Recorded data:
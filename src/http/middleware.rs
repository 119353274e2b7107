use std::sync::Arc;

use crate::http::error::HttpError;
use crate::http::request::Request;
use crate::http::response::Response;

/// What a middleware invocation produced.
///
/// `Continue` carries the link to invoke on the next wake-up. This is how
/// streamed responses work: one call emits one batch of chunks and hands back
/// a successor, and the connection re-enters through that successor rather
/// than through the chain head, so finished links are never re-run.
pub enum Flow {
    Done,
    Continue(Arc<dyn Middleware>),
}

impl std::fmt::Debug for Flow {
    fn fmt(&self, f: &mut std::fmt::Formatter<'_>) -> std::fmt::Result {
        match self {
            Flow::Done => f.write_str("Done"),
            Flow::Continue(_) => f.write_str("Continue(..)"),
        }
    }
}

impl Flow {
    pub fn is_done(&self) -> bool {
        matches!(self, Flow::Done)
    }
}

/// One link in the request-processing chain.
///
/// A middleware inspects the request, mutates the response in place, and
/// either finishes or requests a continuation. Raising an [`HttpError`] turns
/// the whole exchange into an error response; it never tears down the
/// connection.
pub trait Middleware: Send + Sync {
    fn call(&self, req: &Request, resp: &mut Response) -> Result<Flow, HttpError>;
}

/// Plain functions and closures work as middleware directly.
impl<F> Middleware for F
where
    F: Fn(&Request, &mut Response) -> Result<Flow, HttpError> + Send + Sync,
{
    fn call(&self, req: &Request, resp: &mut Response) -> Result<Flow, HttpError> {
        (self)(req, resp)
    }
}

/// Sequential composition of middleware links.
///
/// Links run in registration order. The first link to raise stops the chain;
/// the first link to request a continuation suspends it — streaming hands the
/// exchange over to that link's successors, so a streaming link should be the
/// last one in the chain.
pub struct Chain {
    links: Vec<Arc<dyn Middleware>>,
}

impl Chain {
    pub fn new() -> Self {
        Self { links: Vec::new() }
    }

    pub fn link(mut self, mw: impl Middleware + 'static) -> Self {
        self.links.push(Arc::new(mw));
        self
    }

    pub fn link_shared(mut self, mw: Arc<dyn Middleware>) -> Self {
        self.links.push(mw);
        self
    }
}

impl Default for Chain {
    fn default() -> Self {
        Self::new()
    }
}

impl Middleware for Chain {
    fn call(&self, req: &Request, resp: &mut Response) -> Result<Flow, HttpError> {
        for link in &self.links {
            match link.call(req, resp)? {
                Flow::Done => continue,
                cont @ Flow::Continue(_) => return Ok(cont),
            }
        }
        Ok(Flow::Done)
    }
}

ASSIGNMENT:
Give back the entries above precisely as they appear.

SOLUTION:
filename src/http/middleware.rs
repository 119353274e2b7107
use std::sync::Arc;

use crate::http::error::HttpError;
use crate::http::request::Request;
use crate::http::response::Response;

/// What a middleware invocation produced.
///
/// `Continue` carries the link to invoke on the next wake-up. This is how
/// streamed responses work: one call emits one batch of chunks and hands back
/// a successor, and the connection re-enters through that successor rather
/// than through the chain head, so finished links are never re-run.
pub enum Flow {
    Done,
    Continue(Arc<dyn Middleware>),
}

impl std::fmt::Debug for Flow {
    fn fmt(&self, f: &mut std::fmt::Formatter<'_>) -> std::fmt::Result {
        match self {
            Flow::Done => f.write_str("Done"),
            Flow::Continue(_) => f.write_str("Continue(..)"),
        }
    }
}

impl Flow {
    pub fn is_done(&self) -> bool {
        matches!(self, Flow::Done)
    }
}

/// One link in the request-processing chain.
///
/// A middleware inspects the request, mutates the response in place, and
/// either finishes or requests a continuation. Raising an [`HttpError`] turns
/// the whole exchange into an error response; it never tears down the
/// connection.
pub trait Middleware: Send + Sync {
    fn call(&self, req: &Request, resp: &mut Response) -> Result<Flow, HttpError>;
}

/// Plain functions and closures work as middleware directly.
impl<F> Middleware for F
where
    F: Fn(&Request, &mut Response) -> Result<Flow, HttpError> + Send + Sync,
{
    fn call(&self, req: &Request, resp: &mut Response) -> Result<Flow, HttpError> {
        (self)(req, resp)
    }
}

/// Sequential composition of middleware links.
///
/// Links run in registration order. The first link to raise stops the chain;
/// the first link to request a continuation suspends it — streaming hands the
/// exchange over to that link's successors, so a streaming link should be the
/// last one in the chain.
pub struct Chain {
    links: Vec<Arc<dyn Middleware>>,
}

impl Chain {
    pub fn new() -> Self {
        Self { links: Vec::new() }
    }

    pub fn link(mut self, mw: impl Middleware + 'static) -> Self {
        self.links.push(Arc::new(mw));
        self
    }

    pub fn link_shared(mut self, mw: Arc<dyn Middleware>) -> Self {
        self.links.push(mw);
        self
    }
}

impl Default for Chain {
    fn default() -> Self {
        Self::new()
    }
}

impl Middleware for Chain {
    fn call(&self, req: &Request, resp: &mut Response) -> Result<Flow, HttpError> {
        for link in &self.links {
            match link.call(req, resp)? {
                Flow::Done => continue,
                cont @ Flow::Continue(_) => return Ok(cont),
            }
        }
        Ok(Flow::Done)
    }
}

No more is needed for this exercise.